[Required action]
Your task is to copy each line of the material below that includes "LendCopy".

[Material to process]
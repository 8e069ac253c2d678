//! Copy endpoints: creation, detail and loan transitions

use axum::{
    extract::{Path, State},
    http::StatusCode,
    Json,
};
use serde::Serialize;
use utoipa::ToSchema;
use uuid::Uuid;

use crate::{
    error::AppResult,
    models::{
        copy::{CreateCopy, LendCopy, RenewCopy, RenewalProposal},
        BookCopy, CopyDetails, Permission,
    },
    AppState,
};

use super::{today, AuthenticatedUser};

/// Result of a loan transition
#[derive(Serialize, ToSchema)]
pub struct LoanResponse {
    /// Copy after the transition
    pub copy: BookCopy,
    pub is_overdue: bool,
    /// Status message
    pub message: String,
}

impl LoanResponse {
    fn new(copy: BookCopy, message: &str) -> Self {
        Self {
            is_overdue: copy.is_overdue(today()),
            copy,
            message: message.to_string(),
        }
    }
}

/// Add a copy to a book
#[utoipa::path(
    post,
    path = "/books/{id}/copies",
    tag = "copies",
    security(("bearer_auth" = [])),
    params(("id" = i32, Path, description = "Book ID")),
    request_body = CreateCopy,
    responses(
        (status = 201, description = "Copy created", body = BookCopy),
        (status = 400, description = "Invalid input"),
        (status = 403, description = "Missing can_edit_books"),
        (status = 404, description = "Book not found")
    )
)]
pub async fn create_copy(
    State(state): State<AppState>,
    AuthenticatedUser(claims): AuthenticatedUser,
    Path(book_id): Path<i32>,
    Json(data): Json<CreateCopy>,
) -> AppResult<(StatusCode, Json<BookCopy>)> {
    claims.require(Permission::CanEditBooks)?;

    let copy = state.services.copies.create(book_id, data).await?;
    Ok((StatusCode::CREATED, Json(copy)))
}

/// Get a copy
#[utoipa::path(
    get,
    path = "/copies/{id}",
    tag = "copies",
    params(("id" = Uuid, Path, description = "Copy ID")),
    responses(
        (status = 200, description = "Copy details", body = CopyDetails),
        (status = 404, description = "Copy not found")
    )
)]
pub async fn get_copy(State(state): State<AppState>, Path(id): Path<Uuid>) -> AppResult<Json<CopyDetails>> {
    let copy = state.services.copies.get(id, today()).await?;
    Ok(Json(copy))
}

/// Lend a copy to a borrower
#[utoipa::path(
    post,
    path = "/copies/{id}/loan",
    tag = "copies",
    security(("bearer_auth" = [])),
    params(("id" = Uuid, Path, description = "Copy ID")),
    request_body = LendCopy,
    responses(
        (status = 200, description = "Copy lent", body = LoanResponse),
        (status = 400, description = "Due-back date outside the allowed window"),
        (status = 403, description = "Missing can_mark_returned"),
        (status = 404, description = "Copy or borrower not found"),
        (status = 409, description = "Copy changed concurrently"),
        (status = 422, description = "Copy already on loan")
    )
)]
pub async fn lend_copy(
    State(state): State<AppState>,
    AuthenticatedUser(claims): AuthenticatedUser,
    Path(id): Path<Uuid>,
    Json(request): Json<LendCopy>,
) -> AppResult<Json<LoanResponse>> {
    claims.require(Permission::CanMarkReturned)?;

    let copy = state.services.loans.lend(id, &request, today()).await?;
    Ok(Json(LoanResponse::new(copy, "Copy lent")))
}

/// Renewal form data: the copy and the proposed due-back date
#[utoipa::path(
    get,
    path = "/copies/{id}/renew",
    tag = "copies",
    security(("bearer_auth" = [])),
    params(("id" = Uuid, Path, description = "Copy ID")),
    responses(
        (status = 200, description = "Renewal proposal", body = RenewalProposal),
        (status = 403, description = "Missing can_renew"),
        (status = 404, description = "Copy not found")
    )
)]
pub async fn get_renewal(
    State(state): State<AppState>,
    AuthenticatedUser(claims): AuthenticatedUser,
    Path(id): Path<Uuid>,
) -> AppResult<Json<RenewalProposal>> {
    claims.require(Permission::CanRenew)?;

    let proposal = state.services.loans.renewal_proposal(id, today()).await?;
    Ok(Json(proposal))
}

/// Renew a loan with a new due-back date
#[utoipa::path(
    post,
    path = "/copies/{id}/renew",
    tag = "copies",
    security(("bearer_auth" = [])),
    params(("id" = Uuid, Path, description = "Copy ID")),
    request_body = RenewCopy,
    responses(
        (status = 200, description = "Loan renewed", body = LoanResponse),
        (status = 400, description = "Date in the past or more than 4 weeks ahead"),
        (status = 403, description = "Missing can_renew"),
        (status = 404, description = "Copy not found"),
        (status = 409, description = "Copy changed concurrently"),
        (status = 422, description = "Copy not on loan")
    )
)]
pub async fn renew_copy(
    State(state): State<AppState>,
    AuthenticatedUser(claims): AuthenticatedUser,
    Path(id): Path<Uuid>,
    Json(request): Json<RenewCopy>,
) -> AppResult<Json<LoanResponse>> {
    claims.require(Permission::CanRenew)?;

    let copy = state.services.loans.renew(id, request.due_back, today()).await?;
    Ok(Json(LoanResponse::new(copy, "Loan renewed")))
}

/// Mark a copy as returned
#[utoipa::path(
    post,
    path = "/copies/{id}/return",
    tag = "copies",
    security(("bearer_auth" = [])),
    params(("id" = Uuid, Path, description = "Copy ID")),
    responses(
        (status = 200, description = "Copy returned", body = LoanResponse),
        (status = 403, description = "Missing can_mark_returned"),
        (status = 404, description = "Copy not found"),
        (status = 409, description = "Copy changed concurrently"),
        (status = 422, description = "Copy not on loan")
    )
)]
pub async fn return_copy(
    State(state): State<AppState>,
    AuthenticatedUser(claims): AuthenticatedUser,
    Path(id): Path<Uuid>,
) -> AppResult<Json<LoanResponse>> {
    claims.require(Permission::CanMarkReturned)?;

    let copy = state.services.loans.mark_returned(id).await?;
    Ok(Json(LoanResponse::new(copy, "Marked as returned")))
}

---

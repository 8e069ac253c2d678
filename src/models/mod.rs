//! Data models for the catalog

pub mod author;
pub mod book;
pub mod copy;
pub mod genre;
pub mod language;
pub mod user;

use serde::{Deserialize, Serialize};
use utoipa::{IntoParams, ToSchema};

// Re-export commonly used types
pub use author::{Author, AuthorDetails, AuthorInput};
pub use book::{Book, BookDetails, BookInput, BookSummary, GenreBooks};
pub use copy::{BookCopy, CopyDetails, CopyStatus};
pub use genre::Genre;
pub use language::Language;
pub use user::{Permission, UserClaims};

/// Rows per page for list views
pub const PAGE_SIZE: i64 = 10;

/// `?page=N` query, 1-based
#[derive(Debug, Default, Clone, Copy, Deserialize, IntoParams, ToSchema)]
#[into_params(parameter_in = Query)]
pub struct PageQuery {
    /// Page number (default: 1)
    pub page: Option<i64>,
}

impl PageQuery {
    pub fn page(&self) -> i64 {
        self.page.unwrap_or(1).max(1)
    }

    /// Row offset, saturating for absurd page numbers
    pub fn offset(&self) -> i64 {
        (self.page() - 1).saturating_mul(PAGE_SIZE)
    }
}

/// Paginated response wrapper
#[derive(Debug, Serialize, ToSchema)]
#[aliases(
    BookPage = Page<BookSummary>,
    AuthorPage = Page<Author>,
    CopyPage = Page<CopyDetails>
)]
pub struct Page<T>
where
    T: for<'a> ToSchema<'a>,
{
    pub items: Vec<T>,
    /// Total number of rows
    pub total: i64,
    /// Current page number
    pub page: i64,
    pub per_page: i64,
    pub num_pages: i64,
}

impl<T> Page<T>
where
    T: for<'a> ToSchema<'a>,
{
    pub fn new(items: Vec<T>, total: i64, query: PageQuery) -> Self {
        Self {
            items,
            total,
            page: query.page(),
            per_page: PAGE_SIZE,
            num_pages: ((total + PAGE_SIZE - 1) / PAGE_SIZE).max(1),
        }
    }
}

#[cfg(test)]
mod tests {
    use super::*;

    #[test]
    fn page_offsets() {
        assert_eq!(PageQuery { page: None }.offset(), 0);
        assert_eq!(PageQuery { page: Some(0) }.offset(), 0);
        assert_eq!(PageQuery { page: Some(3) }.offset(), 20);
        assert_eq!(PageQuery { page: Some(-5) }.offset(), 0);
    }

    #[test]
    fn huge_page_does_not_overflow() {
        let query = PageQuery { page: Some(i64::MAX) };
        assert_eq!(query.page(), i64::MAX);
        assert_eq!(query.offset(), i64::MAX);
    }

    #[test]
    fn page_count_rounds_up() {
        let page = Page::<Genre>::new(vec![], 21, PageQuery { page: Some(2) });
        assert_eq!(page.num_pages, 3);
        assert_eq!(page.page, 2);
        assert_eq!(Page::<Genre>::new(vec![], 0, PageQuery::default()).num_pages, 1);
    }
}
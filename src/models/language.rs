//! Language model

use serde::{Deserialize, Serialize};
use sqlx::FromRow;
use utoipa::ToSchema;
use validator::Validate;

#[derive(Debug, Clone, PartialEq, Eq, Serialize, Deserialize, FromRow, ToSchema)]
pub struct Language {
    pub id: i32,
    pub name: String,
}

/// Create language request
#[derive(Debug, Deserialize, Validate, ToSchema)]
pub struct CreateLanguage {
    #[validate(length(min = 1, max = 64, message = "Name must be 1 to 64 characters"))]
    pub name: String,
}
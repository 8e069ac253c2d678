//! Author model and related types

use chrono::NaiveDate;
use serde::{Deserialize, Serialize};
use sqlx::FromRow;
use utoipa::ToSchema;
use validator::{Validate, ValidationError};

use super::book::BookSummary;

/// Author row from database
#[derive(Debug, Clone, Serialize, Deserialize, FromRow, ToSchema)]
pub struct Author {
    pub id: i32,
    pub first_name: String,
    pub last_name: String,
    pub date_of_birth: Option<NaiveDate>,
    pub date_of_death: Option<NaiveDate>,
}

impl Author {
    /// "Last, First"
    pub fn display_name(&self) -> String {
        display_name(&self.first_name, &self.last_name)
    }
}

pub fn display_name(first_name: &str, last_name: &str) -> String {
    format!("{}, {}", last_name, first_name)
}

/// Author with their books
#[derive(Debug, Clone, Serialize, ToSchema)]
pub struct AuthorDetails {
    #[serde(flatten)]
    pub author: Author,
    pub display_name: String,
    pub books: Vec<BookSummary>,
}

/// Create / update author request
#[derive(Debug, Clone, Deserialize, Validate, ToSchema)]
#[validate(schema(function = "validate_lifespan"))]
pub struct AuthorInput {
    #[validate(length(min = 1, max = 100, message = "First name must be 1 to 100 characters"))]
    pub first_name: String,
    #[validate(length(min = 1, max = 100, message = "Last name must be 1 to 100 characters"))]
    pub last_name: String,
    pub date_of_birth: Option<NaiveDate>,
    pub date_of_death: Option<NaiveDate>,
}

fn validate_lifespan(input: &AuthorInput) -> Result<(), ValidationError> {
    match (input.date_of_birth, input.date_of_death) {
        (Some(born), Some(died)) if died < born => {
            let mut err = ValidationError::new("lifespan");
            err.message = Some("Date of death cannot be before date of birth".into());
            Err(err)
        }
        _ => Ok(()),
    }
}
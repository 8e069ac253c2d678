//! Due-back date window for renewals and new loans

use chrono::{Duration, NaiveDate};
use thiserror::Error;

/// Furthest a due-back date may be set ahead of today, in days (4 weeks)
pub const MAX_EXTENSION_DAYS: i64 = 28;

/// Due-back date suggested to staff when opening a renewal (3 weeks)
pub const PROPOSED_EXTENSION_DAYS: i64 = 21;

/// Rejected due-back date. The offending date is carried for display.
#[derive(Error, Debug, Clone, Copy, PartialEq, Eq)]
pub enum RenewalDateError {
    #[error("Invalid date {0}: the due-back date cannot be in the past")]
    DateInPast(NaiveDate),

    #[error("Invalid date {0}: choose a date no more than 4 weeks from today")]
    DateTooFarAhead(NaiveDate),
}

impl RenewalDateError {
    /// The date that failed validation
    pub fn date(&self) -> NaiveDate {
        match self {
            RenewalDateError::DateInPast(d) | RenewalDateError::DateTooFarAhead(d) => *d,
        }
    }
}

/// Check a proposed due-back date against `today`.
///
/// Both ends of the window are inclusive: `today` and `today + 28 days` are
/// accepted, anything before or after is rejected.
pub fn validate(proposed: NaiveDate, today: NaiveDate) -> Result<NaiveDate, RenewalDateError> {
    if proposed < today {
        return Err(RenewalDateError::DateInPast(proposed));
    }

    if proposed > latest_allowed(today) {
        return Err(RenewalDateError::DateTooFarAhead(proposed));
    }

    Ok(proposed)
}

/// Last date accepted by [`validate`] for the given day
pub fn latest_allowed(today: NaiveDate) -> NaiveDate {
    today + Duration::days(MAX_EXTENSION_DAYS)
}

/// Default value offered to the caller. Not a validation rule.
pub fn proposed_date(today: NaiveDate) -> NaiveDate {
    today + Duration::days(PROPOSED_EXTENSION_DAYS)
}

[Response to the exercise]
        copy::{CreateCopy, LendCopy, RenewCopy, RenewalProposal},
    request_body = LendCopy,
    Json(request): Json<LendCopy>,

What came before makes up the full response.